- **Task input**:
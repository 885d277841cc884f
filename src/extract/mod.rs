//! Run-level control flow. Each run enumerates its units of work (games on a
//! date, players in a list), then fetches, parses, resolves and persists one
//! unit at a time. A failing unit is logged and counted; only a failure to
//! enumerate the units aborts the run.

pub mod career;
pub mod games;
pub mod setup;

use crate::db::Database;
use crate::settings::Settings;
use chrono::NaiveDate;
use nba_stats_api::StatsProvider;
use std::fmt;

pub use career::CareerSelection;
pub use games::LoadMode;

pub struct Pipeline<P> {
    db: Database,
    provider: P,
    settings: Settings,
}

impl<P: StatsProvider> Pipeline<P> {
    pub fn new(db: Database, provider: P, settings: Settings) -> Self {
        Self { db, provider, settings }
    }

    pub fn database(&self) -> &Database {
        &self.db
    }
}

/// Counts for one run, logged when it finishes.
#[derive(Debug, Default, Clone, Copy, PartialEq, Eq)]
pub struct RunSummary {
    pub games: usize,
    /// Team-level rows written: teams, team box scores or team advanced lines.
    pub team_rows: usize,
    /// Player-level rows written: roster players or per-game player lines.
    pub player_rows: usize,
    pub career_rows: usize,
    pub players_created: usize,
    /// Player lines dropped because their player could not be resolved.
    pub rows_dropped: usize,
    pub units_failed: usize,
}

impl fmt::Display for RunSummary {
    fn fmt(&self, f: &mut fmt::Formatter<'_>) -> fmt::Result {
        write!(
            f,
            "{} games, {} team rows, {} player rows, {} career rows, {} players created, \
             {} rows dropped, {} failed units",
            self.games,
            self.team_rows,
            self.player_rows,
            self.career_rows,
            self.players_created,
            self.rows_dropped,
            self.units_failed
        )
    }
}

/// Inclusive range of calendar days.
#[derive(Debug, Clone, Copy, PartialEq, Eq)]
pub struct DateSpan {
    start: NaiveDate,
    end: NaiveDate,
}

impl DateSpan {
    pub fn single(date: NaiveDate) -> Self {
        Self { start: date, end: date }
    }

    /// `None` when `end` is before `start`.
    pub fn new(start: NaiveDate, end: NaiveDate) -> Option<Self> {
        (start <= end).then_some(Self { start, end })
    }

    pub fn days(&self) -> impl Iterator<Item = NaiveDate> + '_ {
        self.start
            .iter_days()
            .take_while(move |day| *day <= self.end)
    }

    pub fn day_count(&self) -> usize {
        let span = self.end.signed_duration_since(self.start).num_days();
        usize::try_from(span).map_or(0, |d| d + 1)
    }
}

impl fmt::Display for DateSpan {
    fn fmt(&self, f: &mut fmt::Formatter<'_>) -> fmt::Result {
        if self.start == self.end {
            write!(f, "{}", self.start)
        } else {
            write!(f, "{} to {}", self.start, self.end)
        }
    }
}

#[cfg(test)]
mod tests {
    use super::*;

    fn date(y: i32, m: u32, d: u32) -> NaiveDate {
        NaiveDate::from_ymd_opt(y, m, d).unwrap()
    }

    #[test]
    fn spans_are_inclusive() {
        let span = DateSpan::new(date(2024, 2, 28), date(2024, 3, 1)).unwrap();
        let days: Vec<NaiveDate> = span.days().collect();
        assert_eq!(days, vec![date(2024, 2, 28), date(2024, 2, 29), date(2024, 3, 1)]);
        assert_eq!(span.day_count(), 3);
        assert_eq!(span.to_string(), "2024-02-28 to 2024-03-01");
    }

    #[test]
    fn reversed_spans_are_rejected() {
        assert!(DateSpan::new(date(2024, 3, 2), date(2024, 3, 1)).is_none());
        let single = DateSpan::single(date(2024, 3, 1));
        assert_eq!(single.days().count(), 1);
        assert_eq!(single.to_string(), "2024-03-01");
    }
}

- **Work task**:
Search the material above for the string "struct", and copy every line in which it turns up.

- **Task output**:
pub struct Pipeline<P> {
pub struct RunSummary {
pub struct DateSpan {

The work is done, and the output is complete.